Antonio Gibson has never been short on confidence, but the answer he gave Senior Vice President of Media and Content Julie Donaldson on how opponents should defend him shows how far he has come in a year.
"I would just say, 'Get out of the way,'" Gibson said with a smile.
It did not matter what defenders tried to stop the former Memphis receiver during his rookie season. Their tactics started to become less and less effective as the year went on. What started as a learning experience turned into something of a breakout performance for Gibson as he rushed for 795 yards and led all of Washington's skill players with 11 touchdowns.
Now there is a mountain of expectations placed on Gibson's shoulders heading into his second season. Head coach Ron Rivera anticipates him to take another step forward in 2021, and that should not be a problem as long as his progress continues to skyrocket.
"Coming into the league, I had to learn the ins and outs," Gibson told Donaldson on learning the running back position. "I feel like I'm still at the verge of just breaking it, but I still got a lot to learn."

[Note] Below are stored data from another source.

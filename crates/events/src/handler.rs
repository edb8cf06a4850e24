/// Execute an aggregate command deterministically (no IO).
///
/// Decides with `handle`, then applies every returned event in order. The
/// aggregate keeps its own version tracking inside `apply`. On error the
/// aggregate is left untouched.
pub fn execute<A>(aggregate: &mut A, command: &A::Command) -> Result<Vec<A::Event>, A::Error>
where
    A: refdata_core::Aggregate,
{
    let events = A::handle(aggregate, command)?;
    for ev in &events {
        A::apply(aggregate, ev);
    }
    Ok(events)
}
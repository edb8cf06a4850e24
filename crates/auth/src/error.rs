//! Errors raised while building assignments or resolving rights.

use thiserror::Error;

use refdata_core::{DomainError, RightId, RoleId, SupervisoryNodeId};

use crate::RightType;

/// Result type used by the rights engine.
pub type RightsResult<T> = Result<T, RightsError>;

/// Rights engine error.
///
/// Every variant is local to a single call. Nothing in this crate retries:
/// lookups are delegated, so retry policy belongs to whoever fetches data.
#[derive(Debug, Error, Clone, PartialEq, Eq)]
pub enum RightsError {
    /// Malformed `RightQuery` (caller bug).
    #[error("invalid right query: {0}")]
    InvalidQuery(String),

    #[error("role '{role}' has no rights and cannot be assigned")]
    EmptyRoleRights { role: String },

    #[error("role '{role}' carries {actual} rights, which cannot be used for a {assignment} assignment")]
    RightTypeMismatch {
        role: String,
        actual: RightType,
        assignment: &'static str,
    },

    #[error("role '{role}' cannot mix {existing} and {added} rights")]
    MixedRightTypes {
        role: String,
        existing: RightType,
        added: RightType,
    },

    #[error("role {0} not found")]
    UnknownRole(RoleId),

    #[error("right {0} not found")]
    UnknownRight(RightId),

    #[error("program '{0}' not found")]
    UnknownProgram(String),

    #[error("facility '{0}' not found")]
    UnknownFacility(String),

    #[error("supervisory node '{0}' not found")]
    UnknownSupervisoryNode(String),

    /// A role assignment request names an impossible combination of scopes.
    #[error("invalid role assignment: {0}")]
    InvalidAssignment(String),

    #[error("duplicate role assignment: {0}")]
    DuplicateRoleAssignment(String),

    /// The supervisory-node hierarchy loops back on itself.
    #[error("supervisory node hierarchy contains a cycle at node {node}")]
    HierarchyCycleDetected { node: SupervisoryNodeId },

    #[error("{0}")]
    Domain(#[from] DomainError),
}

impl RightsError {
    pub fn invalid_query(msg: impl Into<String>) -> Self {
        Self::InvalidQuery(msg.into())
    }

    pub fn invalid_assignment(msg: impl Into<String>) -> Self {
        Self::InvalidAssignment(msg.into())
    }
}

It's a different feeling for Gibson heading into his second season, largely because he gets to go through a more traditional offseason. As the COVID-19 pandemic forced the NFL to switch to a completely virtual program in 2020, Gibson had to focus on learning his new position through Zoom meetings. He had to wait until training camp at the end of July to get any real reps with his teammates.

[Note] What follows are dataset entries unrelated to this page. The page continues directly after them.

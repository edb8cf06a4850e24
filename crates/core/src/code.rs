//! Business codes for reference entities.

use core::hash::{Hash, Hasher};

use serde::{Deserialize, Serialize};

use crate::error::{DomainError, DomainResult};

/// Human-assigned code of a reference entity (program, facility, node...).
///
/// Codes are trimmed on construction and compared case-insensitively, so
/// `"hc01"` and `"HC01"` name the same facility. The spelling as given is kept
/// for display.
#[derive(Debug, Clone, Serialize, Deserialize)]
#[serde(try_from = "String", into = "String")]
pub struct Code(String);

impl Code {
    pub fn new(value: impl Into<String>) -> DomainResult<Self> {
        let value = value.into();
        let trimmed = value.trim();
        if trimmed.is_empty() {
            return Err(DomainError::validation("code cannot be blank"));
        }
        Ok(Self(trimmed.to_string()))
    }

    pub fn as_str(&self) -> &str {
        &self.0
    }

    fn normalized(&self) -> String {
        self.0.to_lowercase()
    }
}

impl PartialEq for Code {
    fn eq(&self, other: &Self) -> bool {
        self.normalized() == other.normalized()
    }
}

impl Eq for Code {}

impl Hash for Code {
    fn hash<H: Hasher>(&self, state: &mut H) {
        self.normalized().hash(state);
    }
}

impl TryFrom<String> for Code {
    type Error = DomainError;

    fn try_from(value: String) -> Result<Self, Self::Error> {
        Self::new(value)
    }
}

impl TryFrom<&str> for Code {
    type Error = DomainError;

    fn try_from(value: &str) -> Result<Self, Self::Error> {
        Self::new(value)
    }
}

impl From<Code> for String {
    fn from(value: Code) -> Self {
        value.0
    }
}

impl core::fmt::Display for Code {
    fn fmt(&self, f: &mut core::fmt::Formatter<'_>) -> core::fmt::Result {
        f.write_str(&self.0)
    }
}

Now the opportunities for Gibson to fine-tune his skillset have drastically increased through OTAs and mandatory minicamp. That, combined with what he did during the season -- 96.2% of his runs earned position yardage, according to Pro Football Focus, which was the highest rate during a regular season since 2012 -- makes him feel as if he "got his feet wet" at the position.
"I kind of know what to expect," Gibson told media members after Washington's June 2 practice. "This is something I didn't get to do last year...so I'm enjoying this process as well as being able to recognize some of the things I wasn't accustomed to last year and get into the rhythm of things."
Gibson made it clear last year that he can be an effective running back. Aside from being a "scoring machine," as Rivera put it, he was also the sixth-most efficient running back with a minimum of 100 rushing attempts, according to Football Outsiders. His 11 rushing touchdowns were the most the franchise had seen from a rookie since Alfred Morris had 13 in 2012.
But that was only the first step in Gibson's development. Now Rivera wants to see more of the minute details from Gibson like understanding his aiming points as well as learning to make cuts and press running lanes.
"Those are all things he will learn with the more reps he gets," Rivera said, "and that's probably the biggest thing."
Knowing more of the basics of the position makes Gibson believe he can have an expanded role in his second season. He knows a lot of that will depend on his retention, but he is willing to do whatever the coaches ask of him, even be more involved in the passing game.
And he knows Rivera expects more progress from him this season. To him, that just shows how much the coaching staff believes in him.
"They were very patient with me last year, because they knew it was a learning process," Gibson said. "But this year, I expect nothing less from them to be on me about the little things. …I should be on my toes. I should know what to do."
As for what Gibson expects for himself this year, his main goal is just to improve his entire game. He wanted to break 1,000 rushing yards last season, but his toe injury cut him short of that. Now that he is back on the field with and getting his first full offseason under his belt, he does not intend to be denied again.
"This year, I'm priding myself on surpassing that," Gibson said. "I've got a couple of personal goals that I want to reach, too, that I didn't get to do last year, so that's definitely going to be up there."